**Task requirements:** Copy out each line of the data that holds the string "cancel".

::::::

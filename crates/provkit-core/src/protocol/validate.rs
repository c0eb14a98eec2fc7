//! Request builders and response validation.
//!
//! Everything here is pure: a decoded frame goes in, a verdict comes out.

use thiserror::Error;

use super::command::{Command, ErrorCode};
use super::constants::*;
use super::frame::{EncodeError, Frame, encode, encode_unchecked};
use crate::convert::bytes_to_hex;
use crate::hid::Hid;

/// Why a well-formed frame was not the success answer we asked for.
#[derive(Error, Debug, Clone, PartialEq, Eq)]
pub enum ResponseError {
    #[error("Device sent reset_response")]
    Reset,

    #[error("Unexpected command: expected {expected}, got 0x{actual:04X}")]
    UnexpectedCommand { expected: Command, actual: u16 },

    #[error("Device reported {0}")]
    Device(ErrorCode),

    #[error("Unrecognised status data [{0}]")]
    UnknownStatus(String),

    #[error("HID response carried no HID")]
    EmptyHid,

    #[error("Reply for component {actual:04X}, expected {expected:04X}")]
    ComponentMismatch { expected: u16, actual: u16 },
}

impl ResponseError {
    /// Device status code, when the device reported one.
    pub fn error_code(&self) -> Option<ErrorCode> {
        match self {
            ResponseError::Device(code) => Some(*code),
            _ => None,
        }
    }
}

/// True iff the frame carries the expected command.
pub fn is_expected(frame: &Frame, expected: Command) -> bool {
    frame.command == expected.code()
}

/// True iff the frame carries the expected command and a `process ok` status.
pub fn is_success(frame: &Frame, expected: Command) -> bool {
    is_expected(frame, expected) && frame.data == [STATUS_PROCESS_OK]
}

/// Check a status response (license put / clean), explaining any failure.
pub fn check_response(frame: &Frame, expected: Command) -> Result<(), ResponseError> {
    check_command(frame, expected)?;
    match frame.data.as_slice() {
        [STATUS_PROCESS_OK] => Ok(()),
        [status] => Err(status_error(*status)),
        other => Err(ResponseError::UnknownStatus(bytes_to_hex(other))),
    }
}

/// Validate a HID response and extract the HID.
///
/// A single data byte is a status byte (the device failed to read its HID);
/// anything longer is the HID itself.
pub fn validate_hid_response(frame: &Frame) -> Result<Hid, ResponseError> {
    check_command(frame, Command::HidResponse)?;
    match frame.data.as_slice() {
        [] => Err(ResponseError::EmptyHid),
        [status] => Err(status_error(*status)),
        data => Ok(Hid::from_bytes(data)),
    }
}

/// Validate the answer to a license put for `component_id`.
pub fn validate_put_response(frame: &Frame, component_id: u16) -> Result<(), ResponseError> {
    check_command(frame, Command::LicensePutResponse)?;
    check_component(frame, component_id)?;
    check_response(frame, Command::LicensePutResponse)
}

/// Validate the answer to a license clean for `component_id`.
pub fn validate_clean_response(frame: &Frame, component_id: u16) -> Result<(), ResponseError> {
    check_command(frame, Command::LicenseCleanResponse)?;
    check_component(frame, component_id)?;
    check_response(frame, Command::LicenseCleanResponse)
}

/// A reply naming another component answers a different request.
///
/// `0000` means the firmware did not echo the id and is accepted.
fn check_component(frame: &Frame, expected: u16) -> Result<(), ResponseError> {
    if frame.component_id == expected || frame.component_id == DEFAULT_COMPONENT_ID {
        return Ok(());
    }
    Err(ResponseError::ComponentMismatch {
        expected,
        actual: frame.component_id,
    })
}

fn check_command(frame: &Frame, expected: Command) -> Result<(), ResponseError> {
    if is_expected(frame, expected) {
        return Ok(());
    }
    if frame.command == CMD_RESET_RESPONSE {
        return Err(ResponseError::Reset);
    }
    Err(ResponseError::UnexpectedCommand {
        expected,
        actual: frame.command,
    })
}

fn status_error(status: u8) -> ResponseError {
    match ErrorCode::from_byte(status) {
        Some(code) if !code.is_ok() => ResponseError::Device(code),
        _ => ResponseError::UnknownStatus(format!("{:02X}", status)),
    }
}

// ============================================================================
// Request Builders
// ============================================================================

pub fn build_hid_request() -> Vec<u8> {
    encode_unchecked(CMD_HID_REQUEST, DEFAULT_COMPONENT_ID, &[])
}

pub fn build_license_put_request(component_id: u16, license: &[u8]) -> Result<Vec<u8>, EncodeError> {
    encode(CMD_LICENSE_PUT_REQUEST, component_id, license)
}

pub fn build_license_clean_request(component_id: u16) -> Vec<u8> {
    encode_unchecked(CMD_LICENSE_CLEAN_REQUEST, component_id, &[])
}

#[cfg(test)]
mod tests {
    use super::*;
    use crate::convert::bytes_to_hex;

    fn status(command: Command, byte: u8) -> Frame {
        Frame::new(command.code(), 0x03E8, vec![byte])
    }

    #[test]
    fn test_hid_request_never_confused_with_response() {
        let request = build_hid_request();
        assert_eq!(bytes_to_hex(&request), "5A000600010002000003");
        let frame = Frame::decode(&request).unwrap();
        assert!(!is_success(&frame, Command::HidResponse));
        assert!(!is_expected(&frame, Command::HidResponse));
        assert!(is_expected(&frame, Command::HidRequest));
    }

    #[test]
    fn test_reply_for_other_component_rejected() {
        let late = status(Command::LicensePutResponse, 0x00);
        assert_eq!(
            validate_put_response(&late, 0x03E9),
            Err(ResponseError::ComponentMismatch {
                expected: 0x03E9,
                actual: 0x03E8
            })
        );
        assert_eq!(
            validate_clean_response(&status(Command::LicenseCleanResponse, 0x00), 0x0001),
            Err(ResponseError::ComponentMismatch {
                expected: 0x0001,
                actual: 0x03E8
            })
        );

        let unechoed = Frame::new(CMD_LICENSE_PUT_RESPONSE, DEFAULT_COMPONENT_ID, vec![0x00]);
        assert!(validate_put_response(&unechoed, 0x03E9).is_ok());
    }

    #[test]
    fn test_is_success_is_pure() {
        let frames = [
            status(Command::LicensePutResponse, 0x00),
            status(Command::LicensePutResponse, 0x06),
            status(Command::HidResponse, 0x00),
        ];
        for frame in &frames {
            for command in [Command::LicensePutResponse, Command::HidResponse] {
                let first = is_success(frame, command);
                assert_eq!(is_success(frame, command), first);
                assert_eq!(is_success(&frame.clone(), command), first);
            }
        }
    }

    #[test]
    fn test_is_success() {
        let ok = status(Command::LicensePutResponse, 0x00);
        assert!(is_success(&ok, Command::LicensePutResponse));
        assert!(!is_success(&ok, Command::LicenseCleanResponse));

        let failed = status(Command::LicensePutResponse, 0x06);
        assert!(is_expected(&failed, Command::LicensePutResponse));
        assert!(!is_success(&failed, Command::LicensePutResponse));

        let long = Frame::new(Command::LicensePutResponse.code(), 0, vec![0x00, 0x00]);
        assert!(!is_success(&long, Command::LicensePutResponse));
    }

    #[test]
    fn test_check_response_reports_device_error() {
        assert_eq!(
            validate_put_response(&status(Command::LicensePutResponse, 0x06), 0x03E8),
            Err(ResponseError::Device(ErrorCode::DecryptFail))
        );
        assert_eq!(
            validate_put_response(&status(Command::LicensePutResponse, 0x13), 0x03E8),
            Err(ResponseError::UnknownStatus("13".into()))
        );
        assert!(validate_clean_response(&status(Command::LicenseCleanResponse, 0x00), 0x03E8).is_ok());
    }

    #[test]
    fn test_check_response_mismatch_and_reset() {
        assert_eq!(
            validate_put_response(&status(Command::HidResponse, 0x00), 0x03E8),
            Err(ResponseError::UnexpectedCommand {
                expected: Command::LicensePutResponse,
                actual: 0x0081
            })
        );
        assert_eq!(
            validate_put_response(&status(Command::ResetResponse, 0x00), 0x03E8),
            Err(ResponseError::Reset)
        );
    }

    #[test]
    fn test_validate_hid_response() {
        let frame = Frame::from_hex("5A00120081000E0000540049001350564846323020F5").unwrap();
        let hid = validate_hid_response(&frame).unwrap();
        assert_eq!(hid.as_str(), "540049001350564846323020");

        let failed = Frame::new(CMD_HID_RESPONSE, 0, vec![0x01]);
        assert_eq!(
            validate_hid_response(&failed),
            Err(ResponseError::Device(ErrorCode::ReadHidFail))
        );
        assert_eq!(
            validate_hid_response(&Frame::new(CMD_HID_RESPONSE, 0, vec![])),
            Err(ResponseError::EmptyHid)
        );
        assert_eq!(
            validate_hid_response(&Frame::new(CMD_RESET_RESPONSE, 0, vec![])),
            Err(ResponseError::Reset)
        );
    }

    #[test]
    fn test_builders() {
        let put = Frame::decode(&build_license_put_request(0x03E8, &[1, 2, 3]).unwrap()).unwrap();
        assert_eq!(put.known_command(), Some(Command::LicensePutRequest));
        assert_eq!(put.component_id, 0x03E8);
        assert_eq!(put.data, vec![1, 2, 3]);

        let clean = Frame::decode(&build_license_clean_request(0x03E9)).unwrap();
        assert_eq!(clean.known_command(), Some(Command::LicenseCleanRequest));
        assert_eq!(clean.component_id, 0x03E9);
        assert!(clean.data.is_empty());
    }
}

::::::

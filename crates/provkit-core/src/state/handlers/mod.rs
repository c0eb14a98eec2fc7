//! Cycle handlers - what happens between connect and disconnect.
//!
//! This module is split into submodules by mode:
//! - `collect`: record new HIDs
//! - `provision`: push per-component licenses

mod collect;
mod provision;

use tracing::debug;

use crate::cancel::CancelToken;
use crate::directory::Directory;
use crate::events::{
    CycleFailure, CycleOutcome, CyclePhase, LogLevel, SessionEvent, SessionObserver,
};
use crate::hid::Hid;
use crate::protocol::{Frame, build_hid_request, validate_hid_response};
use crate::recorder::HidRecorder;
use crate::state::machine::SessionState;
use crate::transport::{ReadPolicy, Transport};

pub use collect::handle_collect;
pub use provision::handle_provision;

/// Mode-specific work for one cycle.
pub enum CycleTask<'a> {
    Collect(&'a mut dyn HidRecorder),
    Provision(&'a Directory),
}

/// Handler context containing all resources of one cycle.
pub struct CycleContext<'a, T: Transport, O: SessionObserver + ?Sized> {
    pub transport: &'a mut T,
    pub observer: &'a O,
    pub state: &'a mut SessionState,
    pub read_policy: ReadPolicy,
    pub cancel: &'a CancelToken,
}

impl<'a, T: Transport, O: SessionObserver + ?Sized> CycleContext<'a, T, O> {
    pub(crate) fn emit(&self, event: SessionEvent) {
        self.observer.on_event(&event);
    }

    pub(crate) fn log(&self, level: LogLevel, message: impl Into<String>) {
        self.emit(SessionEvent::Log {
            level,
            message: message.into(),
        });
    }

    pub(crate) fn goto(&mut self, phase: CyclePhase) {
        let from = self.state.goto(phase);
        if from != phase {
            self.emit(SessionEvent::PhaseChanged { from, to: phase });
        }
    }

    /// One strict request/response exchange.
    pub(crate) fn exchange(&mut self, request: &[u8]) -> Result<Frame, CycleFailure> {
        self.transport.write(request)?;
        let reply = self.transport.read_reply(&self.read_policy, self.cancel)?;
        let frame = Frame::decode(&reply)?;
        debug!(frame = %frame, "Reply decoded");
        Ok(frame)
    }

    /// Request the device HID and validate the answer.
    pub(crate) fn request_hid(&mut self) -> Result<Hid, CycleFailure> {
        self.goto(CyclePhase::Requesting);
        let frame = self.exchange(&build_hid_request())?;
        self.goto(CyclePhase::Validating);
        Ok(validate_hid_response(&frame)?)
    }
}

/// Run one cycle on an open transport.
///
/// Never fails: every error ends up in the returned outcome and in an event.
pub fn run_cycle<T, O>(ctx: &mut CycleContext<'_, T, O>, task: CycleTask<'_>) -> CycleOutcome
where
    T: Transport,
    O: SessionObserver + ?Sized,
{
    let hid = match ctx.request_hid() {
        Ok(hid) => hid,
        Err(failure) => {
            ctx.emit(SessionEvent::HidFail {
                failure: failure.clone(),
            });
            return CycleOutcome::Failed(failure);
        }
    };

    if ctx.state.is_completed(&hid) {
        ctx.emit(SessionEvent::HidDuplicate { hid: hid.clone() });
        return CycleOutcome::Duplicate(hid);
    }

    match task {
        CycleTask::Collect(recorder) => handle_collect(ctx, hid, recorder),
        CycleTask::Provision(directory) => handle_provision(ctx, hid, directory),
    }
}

::::::

**Finished exercise:**
use crate::cancel::CancelToken;
    pub cancel: &'a CancelToken,
        let reply = self.transport.read_reply(&self.read_policy, self.cancel)?;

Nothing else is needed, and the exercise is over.